--- Data listing Enclosed Below ---

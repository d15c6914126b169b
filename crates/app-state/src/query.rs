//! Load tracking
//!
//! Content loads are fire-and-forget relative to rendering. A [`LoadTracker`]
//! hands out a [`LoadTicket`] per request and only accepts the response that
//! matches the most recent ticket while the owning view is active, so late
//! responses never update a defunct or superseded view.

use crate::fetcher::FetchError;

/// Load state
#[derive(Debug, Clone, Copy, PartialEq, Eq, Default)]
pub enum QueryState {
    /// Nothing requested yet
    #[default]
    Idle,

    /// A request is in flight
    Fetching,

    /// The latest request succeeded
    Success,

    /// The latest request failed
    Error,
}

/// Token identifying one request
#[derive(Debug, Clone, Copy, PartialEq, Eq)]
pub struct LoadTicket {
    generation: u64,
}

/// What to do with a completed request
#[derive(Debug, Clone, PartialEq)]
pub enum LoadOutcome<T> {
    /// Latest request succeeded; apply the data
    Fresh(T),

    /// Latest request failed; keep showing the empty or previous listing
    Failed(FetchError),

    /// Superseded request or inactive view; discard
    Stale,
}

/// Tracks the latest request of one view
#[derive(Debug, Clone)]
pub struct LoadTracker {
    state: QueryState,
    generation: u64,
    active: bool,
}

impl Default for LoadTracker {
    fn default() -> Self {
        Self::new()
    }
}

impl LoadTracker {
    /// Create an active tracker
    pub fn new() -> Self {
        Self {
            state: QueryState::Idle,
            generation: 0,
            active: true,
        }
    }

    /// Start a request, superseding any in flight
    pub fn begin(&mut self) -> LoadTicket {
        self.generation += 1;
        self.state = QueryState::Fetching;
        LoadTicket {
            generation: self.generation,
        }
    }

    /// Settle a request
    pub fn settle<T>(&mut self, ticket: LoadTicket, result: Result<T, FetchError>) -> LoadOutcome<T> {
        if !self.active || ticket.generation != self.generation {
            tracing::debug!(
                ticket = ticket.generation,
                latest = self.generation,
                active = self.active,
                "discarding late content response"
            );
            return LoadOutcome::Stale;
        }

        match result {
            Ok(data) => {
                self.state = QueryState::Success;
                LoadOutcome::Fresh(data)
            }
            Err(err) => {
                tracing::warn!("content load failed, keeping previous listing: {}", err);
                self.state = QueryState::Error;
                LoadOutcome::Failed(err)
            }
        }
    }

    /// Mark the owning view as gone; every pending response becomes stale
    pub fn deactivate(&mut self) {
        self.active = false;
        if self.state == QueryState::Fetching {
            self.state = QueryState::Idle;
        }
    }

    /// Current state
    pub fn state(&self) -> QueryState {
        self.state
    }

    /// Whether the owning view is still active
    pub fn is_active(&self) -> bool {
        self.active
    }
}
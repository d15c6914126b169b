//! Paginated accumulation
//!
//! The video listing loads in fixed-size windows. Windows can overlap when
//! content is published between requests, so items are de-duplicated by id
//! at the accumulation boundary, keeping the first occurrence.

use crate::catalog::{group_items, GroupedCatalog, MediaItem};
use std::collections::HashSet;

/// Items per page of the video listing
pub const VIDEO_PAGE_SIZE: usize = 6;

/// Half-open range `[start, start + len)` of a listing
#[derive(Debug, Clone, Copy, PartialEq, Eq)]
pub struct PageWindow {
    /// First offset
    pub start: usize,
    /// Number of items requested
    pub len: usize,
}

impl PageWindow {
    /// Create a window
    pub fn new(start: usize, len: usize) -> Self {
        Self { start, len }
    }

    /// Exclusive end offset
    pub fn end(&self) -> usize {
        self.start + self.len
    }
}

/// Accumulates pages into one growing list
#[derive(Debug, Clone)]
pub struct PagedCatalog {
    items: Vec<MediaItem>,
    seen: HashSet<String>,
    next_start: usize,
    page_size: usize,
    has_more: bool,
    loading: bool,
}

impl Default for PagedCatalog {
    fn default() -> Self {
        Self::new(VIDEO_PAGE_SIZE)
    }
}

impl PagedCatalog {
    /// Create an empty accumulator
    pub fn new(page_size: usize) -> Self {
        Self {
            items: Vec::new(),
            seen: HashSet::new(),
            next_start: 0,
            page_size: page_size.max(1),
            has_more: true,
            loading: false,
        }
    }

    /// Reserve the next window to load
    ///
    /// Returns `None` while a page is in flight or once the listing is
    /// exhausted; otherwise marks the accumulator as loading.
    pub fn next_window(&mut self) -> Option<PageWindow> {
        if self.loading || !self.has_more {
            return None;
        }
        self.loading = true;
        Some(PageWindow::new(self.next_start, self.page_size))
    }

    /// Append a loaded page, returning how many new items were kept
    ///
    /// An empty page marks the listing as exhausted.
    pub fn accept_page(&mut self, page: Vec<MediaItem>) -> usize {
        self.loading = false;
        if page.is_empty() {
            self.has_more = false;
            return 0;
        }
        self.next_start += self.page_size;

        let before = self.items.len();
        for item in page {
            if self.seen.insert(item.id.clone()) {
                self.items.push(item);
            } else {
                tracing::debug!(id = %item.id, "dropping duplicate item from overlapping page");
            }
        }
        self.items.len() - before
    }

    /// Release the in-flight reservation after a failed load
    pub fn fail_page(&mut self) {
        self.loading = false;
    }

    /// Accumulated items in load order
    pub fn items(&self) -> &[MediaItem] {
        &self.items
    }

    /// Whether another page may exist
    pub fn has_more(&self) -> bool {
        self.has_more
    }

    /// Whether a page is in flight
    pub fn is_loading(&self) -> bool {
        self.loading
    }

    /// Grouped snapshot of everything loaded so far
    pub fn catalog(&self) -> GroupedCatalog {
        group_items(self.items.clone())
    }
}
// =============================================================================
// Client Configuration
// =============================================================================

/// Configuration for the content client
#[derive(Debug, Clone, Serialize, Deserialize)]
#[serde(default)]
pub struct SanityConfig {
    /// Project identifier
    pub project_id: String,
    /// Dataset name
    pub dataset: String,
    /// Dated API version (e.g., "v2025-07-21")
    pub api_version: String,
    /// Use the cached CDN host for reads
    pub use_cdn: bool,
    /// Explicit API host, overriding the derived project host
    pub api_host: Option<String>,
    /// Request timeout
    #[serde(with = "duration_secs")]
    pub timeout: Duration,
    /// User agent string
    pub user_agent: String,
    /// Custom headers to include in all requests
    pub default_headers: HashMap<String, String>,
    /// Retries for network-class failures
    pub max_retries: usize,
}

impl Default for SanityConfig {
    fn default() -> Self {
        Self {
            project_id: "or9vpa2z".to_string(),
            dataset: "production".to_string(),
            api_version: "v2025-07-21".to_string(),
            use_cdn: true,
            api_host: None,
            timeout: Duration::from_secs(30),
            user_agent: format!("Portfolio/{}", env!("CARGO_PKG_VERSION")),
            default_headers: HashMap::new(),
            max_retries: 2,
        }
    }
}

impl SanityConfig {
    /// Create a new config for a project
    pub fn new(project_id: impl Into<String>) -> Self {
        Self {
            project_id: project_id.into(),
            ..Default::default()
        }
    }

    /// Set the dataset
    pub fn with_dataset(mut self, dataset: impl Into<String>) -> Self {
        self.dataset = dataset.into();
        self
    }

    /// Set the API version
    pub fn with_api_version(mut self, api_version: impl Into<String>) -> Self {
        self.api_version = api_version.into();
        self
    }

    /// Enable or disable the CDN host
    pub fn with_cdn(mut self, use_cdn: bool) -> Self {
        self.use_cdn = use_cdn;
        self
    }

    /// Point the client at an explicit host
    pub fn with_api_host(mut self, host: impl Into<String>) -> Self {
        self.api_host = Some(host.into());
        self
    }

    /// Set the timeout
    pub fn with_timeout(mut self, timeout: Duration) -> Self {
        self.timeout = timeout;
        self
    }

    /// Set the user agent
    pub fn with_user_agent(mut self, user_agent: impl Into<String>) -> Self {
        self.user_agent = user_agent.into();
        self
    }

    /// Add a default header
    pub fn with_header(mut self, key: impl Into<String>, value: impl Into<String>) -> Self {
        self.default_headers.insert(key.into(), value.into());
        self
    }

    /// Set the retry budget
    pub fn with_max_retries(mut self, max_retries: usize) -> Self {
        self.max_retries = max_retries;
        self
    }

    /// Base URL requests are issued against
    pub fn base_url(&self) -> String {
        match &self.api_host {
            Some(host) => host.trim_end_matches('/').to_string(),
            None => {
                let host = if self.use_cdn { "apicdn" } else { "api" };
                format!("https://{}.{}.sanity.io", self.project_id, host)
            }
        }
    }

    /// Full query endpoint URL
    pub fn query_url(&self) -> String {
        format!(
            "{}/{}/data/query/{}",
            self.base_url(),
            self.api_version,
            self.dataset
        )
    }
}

--- End of Enclosed Data listing ---

Problem> Transcribe each line of the data above, unaltered, from the one where "the user agent" appears to the one where "pub fn with_max_retries(mut" appears, inclusive of both.

Written response>
    /// Set the user agent
    pub fn with_user_agent(mut self, user_agent: impl Into<String>) -> Self {
        self.user_agent = user_agent.into();
        self
    }

    /// Add a default header
    pub fn with_header(mut self, key: impl Into<String>, value: impl Into<String>) -> Self {
        self.default_headers.insert(key.into(), value.into());
        self
    }

    /// Set the retry budget
    pub fn with_max_retries(mut self, max_retries: usize) -> Self {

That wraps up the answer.